_Work instructions_
The answer must be a single number: how many lines in the entries hold the string "CompatibilityChecker".
*** Materials provided ***
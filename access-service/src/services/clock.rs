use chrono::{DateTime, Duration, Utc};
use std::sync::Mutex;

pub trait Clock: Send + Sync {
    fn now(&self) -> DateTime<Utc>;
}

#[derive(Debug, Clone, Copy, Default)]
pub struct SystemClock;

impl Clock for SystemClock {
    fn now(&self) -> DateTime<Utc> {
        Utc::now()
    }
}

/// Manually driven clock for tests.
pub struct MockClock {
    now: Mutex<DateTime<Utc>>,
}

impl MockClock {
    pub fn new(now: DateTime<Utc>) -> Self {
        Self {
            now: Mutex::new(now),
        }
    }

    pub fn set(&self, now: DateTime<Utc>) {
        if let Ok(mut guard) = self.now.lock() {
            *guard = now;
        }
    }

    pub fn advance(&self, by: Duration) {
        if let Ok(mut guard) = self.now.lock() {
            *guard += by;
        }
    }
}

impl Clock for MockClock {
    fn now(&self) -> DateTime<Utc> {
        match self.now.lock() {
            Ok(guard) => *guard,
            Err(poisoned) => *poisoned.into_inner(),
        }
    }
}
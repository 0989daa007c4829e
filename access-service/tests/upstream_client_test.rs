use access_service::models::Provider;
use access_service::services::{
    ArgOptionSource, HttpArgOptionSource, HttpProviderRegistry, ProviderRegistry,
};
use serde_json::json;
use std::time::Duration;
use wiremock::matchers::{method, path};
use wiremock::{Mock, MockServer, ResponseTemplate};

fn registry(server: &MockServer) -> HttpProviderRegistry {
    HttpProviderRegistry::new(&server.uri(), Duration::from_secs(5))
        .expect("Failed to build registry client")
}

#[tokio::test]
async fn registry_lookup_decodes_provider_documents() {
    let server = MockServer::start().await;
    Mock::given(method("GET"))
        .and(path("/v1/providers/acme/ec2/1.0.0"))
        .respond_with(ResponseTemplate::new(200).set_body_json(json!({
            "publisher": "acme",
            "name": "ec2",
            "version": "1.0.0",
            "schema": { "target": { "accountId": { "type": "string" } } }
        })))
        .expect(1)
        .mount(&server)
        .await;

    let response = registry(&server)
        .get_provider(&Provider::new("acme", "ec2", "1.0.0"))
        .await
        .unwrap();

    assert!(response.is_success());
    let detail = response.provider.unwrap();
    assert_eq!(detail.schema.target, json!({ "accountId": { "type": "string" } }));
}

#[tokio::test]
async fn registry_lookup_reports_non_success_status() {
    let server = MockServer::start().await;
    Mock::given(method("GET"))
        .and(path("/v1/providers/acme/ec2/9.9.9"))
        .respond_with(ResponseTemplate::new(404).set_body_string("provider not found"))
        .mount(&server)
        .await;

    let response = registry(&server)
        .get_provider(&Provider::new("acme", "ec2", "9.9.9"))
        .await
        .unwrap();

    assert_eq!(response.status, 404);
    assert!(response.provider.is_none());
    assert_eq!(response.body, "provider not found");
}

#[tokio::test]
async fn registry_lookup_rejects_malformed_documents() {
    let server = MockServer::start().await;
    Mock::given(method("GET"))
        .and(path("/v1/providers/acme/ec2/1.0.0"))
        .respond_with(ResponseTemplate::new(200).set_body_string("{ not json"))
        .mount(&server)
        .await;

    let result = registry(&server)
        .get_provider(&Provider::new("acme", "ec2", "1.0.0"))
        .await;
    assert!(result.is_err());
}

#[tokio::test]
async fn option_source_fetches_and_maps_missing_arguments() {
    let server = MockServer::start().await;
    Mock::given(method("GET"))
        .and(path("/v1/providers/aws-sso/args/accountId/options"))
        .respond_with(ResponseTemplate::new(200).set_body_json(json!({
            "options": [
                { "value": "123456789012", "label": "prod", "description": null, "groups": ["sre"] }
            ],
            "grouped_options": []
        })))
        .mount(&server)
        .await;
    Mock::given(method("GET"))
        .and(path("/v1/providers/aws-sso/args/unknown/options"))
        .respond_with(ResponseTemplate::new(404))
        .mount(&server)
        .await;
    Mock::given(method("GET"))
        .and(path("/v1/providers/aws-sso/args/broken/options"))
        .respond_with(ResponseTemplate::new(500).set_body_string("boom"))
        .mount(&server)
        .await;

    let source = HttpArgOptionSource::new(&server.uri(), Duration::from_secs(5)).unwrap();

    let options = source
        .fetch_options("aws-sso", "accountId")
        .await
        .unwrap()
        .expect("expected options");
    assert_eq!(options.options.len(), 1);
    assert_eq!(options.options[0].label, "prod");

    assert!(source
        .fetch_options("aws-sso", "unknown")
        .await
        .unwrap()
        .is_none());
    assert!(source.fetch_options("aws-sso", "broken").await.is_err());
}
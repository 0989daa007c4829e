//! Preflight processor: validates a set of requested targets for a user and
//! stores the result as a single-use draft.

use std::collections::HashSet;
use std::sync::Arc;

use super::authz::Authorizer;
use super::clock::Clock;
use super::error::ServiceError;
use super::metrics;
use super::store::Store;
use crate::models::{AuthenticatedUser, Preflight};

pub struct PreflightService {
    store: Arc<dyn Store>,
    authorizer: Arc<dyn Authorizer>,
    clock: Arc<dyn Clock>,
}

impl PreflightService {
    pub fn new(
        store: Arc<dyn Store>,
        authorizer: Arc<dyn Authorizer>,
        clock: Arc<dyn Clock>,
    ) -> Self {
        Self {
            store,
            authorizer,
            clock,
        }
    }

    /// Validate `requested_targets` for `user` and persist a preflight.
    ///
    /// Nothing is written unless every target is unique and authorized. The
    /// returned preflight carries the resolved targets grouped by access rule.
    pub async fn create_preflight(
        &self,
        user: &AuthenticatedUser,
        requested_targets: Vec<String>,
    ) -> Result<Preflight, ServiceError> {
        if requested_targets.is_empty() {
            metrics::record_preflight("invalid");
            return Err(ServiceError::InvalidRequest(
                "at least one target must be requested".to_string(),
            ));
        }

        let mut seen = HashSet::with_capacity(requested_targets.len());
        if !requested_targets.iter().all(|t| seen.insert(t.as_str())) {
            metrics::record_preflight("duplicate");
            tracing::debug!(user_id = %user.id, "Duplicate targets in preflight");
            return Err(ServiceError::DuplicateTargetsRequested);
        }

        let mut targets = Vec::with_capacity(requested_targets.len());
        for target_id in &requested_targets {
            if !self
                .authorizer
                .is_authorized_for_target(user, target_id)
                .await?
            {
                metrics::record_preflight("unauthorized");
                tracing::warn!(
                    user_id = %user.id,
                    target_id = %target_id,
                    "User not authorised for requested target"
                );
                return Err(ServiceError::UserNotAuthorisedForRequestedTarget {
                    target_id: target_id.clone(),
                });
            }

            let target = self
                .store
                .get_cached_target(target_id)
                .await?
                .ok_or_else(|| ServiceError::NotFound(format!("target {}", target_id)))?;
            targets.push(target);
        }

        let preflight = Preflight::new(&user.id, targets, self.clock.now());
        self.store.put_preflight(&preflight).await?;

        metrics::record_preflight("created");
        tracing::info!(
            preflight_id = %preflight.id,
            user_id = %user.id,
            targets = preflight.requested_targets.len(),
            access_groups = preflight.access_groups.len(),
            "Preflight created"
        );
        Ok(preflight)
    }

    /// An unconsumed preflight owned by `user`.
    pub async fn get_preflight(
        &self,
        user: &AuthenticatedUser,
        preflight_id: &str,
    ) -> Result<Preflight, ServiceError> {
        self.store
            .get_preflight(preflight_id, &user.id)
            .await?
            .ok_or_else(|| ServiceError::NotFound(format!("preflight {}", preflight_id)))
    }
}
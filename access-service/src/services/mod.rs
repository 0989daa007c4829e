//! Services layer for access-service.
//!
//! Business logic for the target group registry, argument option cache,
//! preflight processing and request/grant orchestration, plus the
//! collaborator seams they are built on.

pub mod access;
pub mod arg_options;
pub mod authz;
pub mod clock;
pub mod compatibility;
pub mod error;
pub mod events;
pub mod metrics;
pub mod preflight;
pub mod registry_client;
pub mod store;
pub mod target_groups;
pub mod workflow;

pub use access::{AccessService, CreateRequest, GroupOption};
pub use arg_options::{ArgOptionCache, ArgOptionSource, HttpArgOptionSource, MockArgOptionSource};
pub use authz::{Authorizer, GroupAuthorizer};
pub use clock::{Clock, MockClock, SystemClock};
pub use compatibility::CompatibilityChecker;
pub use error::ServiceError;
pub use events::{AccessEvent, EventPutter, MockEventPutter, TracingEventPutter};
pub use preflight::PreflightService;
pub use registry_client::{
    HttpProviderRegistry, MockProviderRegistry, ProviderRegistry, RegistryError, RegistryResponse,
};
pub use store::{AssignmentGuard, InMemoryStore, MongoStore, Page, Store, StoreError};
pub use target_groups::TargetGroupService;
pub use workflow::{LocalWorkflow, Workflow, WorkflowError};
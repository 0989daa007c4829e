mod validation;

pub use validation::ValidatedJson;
*** End of Materials provided ***
*** Materials provided ***
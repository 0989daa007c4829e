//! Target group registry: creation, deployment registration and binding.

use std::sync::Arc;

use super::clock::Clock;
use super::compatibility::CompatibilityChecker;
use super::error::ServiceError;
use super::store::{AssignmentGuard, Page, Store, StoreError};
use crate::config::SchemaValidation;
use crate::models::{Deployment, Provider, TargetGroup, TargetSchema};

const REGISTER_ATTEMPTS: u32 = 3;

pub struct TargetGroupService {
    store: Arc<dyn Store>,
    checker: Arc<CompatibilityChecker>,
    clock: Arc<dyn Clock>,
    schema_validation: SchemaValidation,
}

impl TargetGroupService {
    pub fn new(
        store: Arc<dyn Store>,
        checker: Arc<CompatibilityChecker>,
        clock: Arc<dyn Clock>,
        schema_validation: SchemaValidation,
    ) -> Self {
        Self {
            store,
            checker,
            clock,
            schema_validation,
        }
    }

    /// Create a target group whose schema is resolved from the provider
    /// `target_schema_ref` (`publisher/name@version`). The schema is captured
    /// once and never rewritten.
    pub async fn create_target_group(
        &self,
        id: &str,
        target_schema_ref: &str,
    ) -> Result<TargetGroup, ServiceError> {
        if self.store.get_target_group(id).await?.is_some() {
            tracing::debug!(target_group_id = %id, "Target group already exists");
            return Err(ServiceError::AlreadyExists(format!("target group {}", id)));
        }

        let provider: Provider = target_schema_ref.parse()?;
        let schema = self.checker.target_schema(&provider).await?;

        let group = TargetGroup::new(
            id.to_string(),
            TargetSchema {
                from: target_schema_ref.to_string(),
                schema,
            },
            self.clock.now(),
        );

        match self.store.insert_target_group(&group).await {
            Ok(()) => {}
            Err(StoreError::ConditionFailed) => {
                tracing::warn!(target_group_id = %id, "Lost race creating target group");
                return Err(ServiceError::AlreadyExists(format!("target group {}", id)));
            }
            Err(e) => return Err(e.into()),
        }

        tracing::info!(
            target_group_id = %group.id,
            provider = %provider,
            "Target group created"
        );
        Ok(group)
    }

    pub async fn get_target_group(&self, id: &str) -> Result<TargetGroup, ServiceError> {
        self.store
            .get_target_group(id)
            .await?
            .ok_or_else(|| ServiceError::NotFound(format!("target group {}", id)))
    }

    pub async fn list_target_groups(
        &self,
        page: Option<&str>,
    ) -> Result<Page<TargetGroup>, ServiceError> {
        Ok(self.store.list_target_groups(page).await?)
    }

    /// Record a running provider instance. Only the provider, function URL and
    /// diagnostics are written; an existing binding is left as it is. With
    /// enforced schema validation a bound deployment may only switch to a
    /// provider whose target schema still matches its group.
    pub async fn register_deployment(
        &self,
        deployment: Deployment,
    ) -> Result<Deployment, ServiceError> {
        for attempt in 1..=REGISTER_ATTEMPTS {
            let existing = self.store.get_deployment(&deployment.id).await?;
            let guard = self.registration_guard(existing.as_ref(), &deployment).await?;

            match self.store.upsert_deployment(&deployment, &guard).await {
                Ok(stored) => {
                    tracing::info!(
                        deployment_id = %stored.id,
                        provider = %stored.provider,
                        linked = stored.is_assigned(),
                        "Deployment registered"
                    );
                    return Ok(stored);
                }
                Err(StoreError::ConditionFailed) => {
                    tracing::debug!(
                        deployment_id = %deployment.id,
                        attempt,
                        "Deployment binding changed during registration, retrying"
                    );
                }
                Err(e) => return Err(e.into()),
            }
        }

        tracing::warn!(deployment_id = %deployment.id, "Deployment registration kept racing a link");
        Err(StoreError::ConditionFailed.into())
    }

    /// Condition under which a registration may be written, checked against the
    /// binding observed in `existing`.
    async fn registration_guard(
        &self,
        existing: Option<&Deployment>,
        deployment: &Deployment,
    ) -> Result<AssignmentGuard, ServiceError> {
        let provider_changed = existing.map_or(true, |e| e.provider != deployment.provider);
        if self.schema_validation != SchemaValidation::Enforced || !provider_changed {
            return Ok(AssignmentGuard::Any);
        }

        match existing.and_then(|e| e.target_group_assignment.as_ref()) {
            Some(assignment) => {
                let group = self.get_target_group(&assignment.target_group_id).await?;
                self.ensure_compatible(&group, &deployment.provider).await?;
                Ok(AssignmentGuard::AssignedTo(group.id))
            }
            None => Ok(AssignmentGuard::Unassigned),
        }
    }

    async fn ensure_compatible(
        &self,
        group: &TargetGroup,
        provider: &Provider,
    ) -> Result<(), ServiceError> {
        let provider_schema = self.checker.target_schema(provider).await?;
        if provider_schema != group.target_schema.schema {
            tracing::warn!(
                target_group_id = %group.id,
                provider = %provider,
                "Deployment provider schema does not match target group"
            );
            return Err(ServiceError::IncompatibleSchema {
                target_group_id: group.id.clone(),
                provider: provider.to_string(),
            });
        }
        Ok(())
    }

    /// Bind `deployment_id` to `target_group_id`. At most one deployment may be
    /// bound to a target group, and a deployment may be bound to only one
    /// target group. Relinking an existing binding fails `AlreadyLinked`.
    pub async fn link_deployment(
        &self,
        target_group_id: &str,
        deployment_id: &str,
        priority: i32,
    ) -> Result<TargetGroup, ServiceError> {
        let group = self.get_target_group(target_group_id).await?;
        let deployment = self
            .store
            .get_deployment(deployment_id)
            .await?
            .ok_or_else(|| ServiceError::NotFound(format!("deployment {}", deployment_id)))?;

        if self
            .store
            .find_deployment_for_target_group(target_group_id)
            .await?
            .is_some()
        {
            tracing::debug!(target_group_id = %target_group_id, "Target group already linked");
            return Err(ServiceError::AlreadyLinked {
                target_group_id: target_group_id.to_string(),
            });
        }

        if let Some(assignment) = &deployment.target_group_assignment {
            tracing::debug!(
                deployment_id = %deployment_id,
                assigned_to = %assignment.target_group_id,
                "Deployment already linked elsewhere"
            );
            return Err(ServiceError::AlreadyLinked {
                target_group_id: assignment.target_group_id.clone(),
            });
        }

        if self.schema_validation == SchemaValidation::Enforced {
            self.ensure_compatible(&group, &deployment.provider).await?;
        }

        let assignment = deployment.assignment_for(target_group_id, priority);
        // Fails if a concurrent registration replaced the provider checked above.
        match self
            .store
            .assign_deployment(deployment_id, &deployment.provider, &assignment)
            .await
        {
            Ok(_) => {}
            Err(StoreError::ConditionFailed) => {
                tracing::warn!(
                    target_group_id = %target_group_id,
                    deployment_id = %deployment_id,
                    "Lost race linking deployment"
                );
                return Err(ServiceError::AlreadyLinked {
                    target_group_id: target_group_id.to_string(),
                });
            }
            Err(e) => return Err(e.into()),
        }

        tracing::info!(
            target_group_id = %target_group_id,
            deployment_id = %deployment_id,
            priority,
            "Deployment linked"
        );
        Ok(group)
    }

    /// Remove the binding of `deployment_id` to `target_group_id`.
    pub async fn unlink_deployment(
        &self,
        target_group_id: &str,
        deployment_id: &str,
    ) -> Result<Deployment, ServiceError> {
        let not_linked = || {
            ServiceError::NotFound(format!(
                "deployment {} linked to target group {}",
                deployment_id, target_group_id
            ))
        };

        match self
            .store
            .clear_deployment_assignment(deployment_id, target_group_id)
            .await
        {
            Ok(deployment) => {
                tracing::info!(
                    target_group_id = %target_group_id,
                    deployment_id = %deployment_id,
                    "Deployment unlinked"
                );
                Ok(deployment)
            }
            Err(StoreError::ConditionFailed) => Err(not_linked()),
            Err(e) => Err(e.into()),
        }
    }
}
*** End of Materials provided ***
*** Materials provided ***
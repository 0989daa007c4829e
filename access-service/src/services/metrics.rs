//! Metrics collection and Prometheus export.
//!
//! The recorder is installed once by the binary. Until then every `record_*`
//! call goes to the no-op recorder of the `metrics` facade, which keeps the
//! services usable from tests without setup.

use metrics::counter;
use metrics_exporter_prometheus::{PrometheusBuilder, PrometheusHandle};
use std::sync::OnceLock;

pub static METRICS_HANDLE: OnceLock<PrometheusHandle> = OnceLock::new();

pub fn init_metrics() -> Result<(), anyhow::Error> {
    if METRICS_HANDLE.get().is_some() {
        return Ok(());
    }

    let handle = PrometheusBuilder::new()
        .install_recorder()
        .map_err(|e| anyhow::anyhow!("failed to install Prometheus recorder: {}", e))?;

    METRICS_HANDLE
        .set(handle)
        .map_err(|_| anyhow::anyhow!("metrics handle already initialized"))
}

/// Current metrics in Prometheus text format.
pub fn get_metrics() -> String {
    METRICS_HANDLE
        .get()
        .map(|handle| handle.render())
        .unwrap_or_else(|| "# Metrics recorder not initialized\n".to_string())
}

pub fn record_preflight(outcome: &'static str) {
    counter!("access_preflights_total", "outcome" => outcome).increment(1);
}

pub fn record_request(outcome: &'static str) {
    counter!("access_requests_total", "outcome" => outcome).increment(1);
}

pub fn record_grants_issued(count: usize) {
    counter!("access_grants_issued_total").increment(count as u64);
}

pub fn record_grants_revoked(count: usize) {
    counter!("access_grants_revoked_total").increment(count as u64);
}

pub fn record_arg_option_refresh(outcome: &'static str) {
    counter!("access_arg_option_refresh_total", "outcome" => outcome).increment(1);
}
*** End of Materials provided ***
_Your response_
4